Re: thoughts on memory usage...

From: Andres Kroonmaa <andre@dont-contact.us>
Date: Thu, 21 Aug 1997 14:02:46 +0200 (EETDST)

--MimeMultipartBoundary
Content-type: text/plain; charset=US-ASCII
Content-transfer-encoding: 7BIT

On 21 Aug 97 at 11:03, squid-dev@nlanr.net wrote:

> On Thu, 21 Aug 1997, Brian Denehy wrote:
> >I need to dig out and rerun some work that Martin Hamilton and I both
> ran
> >about fifteen months ago which looked at duplicate objects in the
> cache. At
> >that stage I concluded it was not worth the savings to remove the
> duplicate
> >objects.
>
> Calculating MD5 checksums on the contents (ignoring headers) of my 6Gb
> cache, I find only 342,773 of the 382,947 objects are unique - about 10%
> is duplication. Is this worth saving? Note that we would still have to
> keep the headers, which are a significant part of the common small
> objects.

    I agree fully that there is no point in detecting duplicates by squid.
 Still, there are some cases when duplicate become really annoing, eg:
 realaudio player. Their web page constructs a different URL every time
 after registering a download, thus every time user downloads a file,
 the bandwidth is wasted. We have about 20 copies of raplayer in our
 cache, each of 1MB. Of course, there is no use in using md5 here, because
 to detect the duplicate, you first need to download it, so, redirector
 is a good choice here. And in general, its better to redirect many
 URL-s to a common source, rather than download them all and find out
 1% of them are duplicates.
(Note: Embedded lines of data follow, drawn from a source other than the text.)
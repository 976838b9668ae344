// Purpose: Binary entry for the module zip packager.
// Inputs/Outputs: Forwards argv to the CLI module and exits with its status code.
// Invariants: All flag handling and diagnostics stay in cli/mod.rs.

fn main() {
    let code = gomod_zip::cli::run_cli(std::env::args_os());
    std::process::exit(code);
}
// Purpose: Define the crate surface for the module zip packager.
// Inputs/Outputs: Exposes the CLI driver and the pkg building blocks to the binary and tests.
// Invariants: The binary only goes through `cli`; everything else lives under `pkg`.

pub mod cli;
pub mod pkg;
// Purpose: Compute the `h1:` content hash the go command records for module zips.
// Inputs/Outputs: Reads archive bytes in memory and returns `h1:<base64 sha256>`.
// Invariants: Hash depends only on entry names and contents, never on entry order or zip framing.
// Gotchas: Entry names containing a newline cannot be hashed (the summary format is line based).

use anyhow::{Context, bail};
use base64::Engine;
use sha2::{Digest, Sha256};
use std::io::{Cursor, Read};
use zip::ZipArchive;

/// Hashes every file entry of a module zip the way `go.sum` expects.
pub fn hash_zip(bytes: &[u8]) -> anyhow::Result<String> {
    let mut zip = ZipArchive::new(Cursor::new(bytes)).context("invalid zip archive")?;
    let mut names: Vec<String> = zip
        .file_names()
        .filter(|n| !n.ends_with('/'))
        .map(str::to_string)
        .collect();
    names.sort();

    let mut summary = Sha256::new();
    for name in names {
        if name.contains('\n') {
            bail!("dirhash: filenames with newlines are not supported");
        }
        let mut f = zip
            .by_name(&name)
            .with_context(|| format!("open zip entry {}", name))?;
        let mut h = Sha256::new();
        let mut buf = [0u8; 8192];
        loop {
            let n = f
                .read(&mut buf)
                .with_context(|| format!("read zip entry {}", name))?;
            if n == 0 {
                break;
            }
            h.update(&buf[..n]);
        }
        summary.update(format!("{}  {}\n", hex::encode(h.finalize()), name).as_bytes());
    }
    Ok(format!(
        "h1:{}",
        base64::engine::general_purpose::STANDARD.encode(summary.finalize())
    ))
}

#[cfg(test)]
mod tests {
    use super::hash_zip;
    use base64::Engine;
    use sha2::{Digest, Sha256};
    use std::io::{Cursor, Write};
    use zip::write::SimpleFileOptions;

    fn zip_of(entries: &[(&str, &str)]) -> Vec<u8> {
        let mut zip = zip::ZipWriter::new(Cursor::new(Vec::<u8>::new()));
        let opts = SimpleFileOptions::default();
        for (name, body) in entries {
            zip.start_file(*name, opts).expect("start entry");
            zip.write_all(body.as_bytes()).expect("write entry");
        }
        zip.finish().expect("finish zip").into_inner()
    }

    #[test]
    fn hash_matches_go_dirhash_for_known_input() {
        let bytes = zip_of(&[("m@v1.0.0/a.txt", "hello\n")]);
        let got = hash_zip(&bytes).expect("hash");
        let line = format!(
            "{}  m@v1.0.0/a.txt\n",
            hex::encode(Sha256::digest(b"hello\n"))
        );
        let want = format!(
            "h1:{}",
            base64::engine::general_purpose::STANDARD.encode(Sha256::digest(line.as_bytes()))
        );
        assert_eq!(got, want);
        assert!(got.starts_with("h1:"));
    }

    #[test]
    fn hash_ignores_entry_order() {
        let a = zip_of(&[("m@v1/a", "1"), ("m@v1/b", "2")]);
        let b = zip_of(&[("m@v1/b", "2"), ("m@v1/a", "1")]);
        assert_ne!(a, b);
        assert_eq!(hash_zip(&a).expect("hash a"), hash_zip(&b).expect("hash b"));
    }

    #[test]
    fn hash_detects_content_change() {
        let a = zip_of(&[("m@v1/a", "1")]);
        let b = zip_of(&[("m@v1/a", "2")]);
        assert_ne!(hash_zip(&a).expect("hash a"), hash_zip(&b).expect("hash b"));
    }

    #[test]
    fn garbage_is_not_a_zip() {
        assert!(hash_zip(b"definitely not a zip").is_err());
    }
}
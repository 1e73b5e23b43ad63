use nalgebra::{allocator::Allocator, DefaultAllocator, DimName, OPoint, RealField};

/// Find the closest point on a segment
/// * `pt` - point to project
/// * `start` - start point of segment
/// * `end` - end point of segment
/// * `u0` - first param of segment
/// * `u1` - second param of segment
pub fn segment_closest_point<T: RealField + Copy, D: DimName>(
    pt: &OPoint<T, D>,
    start: &OPoint<T, D>,
    end: &OPoint<T, D>,
    u0: T,
    u1: T,
) -> (T, OPoint<T, D>)
where
    DefaultAllocator: Allocator<D>,
{
    let dif = end - start;
    let l = dif.norm();

    if l < T::default_epsilon() {
        return (u0, start.clone());
    }

    let r = dif / l;
    let o2pt = pt - start;
    let do2ptr = o2pt.dot(&r);

    if do2ptr < T::zero() {
        (u0, start.clone())
    } else if do2ptr > l {
        (u1, end.clone())
    } else {
        (u0 + (u1 - u0) * do2ptr / l, (r * do2ptr + &start.coords).into())
    }
}

#[cfg(test)]
mod tests {
    use approx::assert_relative_eq;
    use nalgebra::Point2;

    use super::segment_closest_point;

    #[test]
    fn projects_inside_and_clamps_outside() {
        let a = Point2::new(0., 0.);
        let b = Point2::new(2., 0.);

        let (u, p) = segment_closest_point(&Point2::new(0.5, 1.), &a, &b, 0., 1.);
        assert_relative_eq!(u, 0.25);
        assert_relative_eq!(p, Point2::new(0.5, 0.));

        let (u, p) = segment_closest_point(&Point2::new(-1., 1.), &a, &b, 0., 1.);
        assert_relative_eq!(u, 0.);
        assert_relative_eq!(p, a);

        let (u, _) = segment_closest_point(&Point2::new(3., -1.), &a, &b, 0., 1.);
        assert_relative_eq!(u, 1.);
    }
}
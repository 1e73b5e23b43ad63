pub mod binomial;
pub mod end_points;
pub mod floating_point;
pub mod invertible;
pub mod transformable;
pub mod trigonometry;

pub use binomial::*;
pub use end_points::*;
pub use floating_point::*;
pub use invertible::*;
pub use transformable::*;
pub use trigonometry::*;
use argmin::core::{ArgminFloat, Executor, State};
use nalgebra::allocator::Allocator;
use nalgebra::{DefaultAllocator, DimName, DimNameDiff, DimNameSub, OPoint, U1};

use crate::closest_parameter::{ClosestParameterNewton, CurveClosestParameterProblem};
use crate::error::{CurveError, Result};
use crate::misc::{segment_closest_point, FloatingPoint};

use super::NurbsCurve;

const NEWTON_ITERATIONS: u64 = 16;

impl<T: FloatingPoint, D: DimName> NurbsCurve<T, D>
where
    D: DimNameSub<U1>,
    DefaultAllocator: Allocator<D>,
    DefaultAllocator: Allocator<DimNameDiff<D, U1>>,
{
    /// Find the closest point on the curve to a given point
    pub fn find_closest_point(
        &self,
        point: &OPoint<T, DimNameDiff<D, U1>>,
    ) -> Result<OPoint<T, DimNameDiff<D, U1>>>
    where
        T: ArgminFloat,
    {
        self.find_closest_parameter(point)
            .map(|u| self.point_at_clamped(u))
    }

    /// Find the closest parameter on the curve to a given point
    /// A polyline sampling picks the starting guess, then Newton's method refines it
    /// inside the domain. Closed curves wrap around instead of stopping at the ends.
    /// # Example
    /// ```
    /// use spline_kernel::prelude::*;
    /// use nalgebra::Point2;
    /// use approx::assert_relative_eq;
    /// let w = std::f64::consts::FRAC_1_SQRT_2;
    /// let quarter = NurbsCurve2D::try_rational(
    ///     3,
    ///     vec![0., 0., 0., 1., 1., 1.],
    ///     &[Point2::new(1., 0.), Point2::new(1., 1.), Point2::new(0., 1.)],
    ///     &[1., w, 1.],
    /// ).unwrap();
    /// let u = quarter.find_closest_parameter(&Point2::new(2., 2.)).unwrap();
    /// assert_relative_eq!(u, 0.5, epsilon = 1e-8);
    /// ```
    pub fn find_closest_parameter(&self, point: &OPoint<T, DimNameDiff<D, U1>>) -> Result<T>
    where
        T: ArgminFloat,
    {
        let (u, closed) = self.closest_parameter_seed(point)?;

        let solver = ClosestParameterNewton::new(self.knots_domain(), closed);
        let res = Executor::new(CurveClosestParameterProblem::new(point, self), solver)
            .configure(|state| state.param(u).max_iters(NEWTON_ITERATIONS))
            .run()
            .map_err(|e| CurveError::solver_failure(e.to_string()))?;

        log::trace!(
            "closest parameter search stopped after {} iterations: {:?}",
            res.state().get_iter(),
            res.state().get_termination_status()
        );

        res.state()
            .get_best_param()
            .copied()
            .ok_or_else(|| CurveError::solver_failure("no parameter found"))
    }

    /// Starting guess from the closest sampled segment, and whether the curve is closed
    fn closest_parameter_seed(&self, point: &OPoint<T, DimNameDiff<D, U1>>) -> Result<(T, bool)> {
        if point.coords.iter().any(|c| !c.is_finite()) {
            return Err(CurveError::invalid_argument(
                "the query point must have finite coordinates",
            ));
        }

        let (min_u, max_u) = self.knots_domain();
        let samples = (self.control_point_count() * self.degree()).max(2);
        let pts = self.sample_regular_range_with_parameter(min_u, max_u, samples);

        let mut best: Option<(T, T)> = None;
        for w in pts.windows(2) {
            let (u0, p0) = &w[0];
            let (u1, p1) = &w[1];
            let (proj_u, proj_pt) = segment_closest_point(point, p0, p1, *u0, *u1);
            let d = (point - proj_pt).norm();
            if best.is_none_or(|(min, _)| d < min) {
                best = Some((d, proj_u));
            }
        }
        let u = best.map_or(min_u, |(_, u)| u);

        let closed = match (pts.first(), pts.last()) {
            (Some((_, head)), Some((_, tail))) => (head - tail).norm() < T::default_epsilon(),
            _ => false,
        };

        Ok((u, closed))
    }
}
And, redirecting is not going to conserve
 much disk space also, its just the fact that to download big file takes
 some time and is much too easily failing to complete. popular files
 like netscape and IE can consume so much bandwidth while every user
 retries their downloads...

> There are over two thousand copies of ads from AltaVista Europe, which
> I'm now going to mark uncacheable (they have URLs like
> http://ad.altavista.telia.com/ad_image;time=1997.08.20.10.58.25.938&site
> =g2-i.altavista.telia.com&spacedesc=/front&country=gb).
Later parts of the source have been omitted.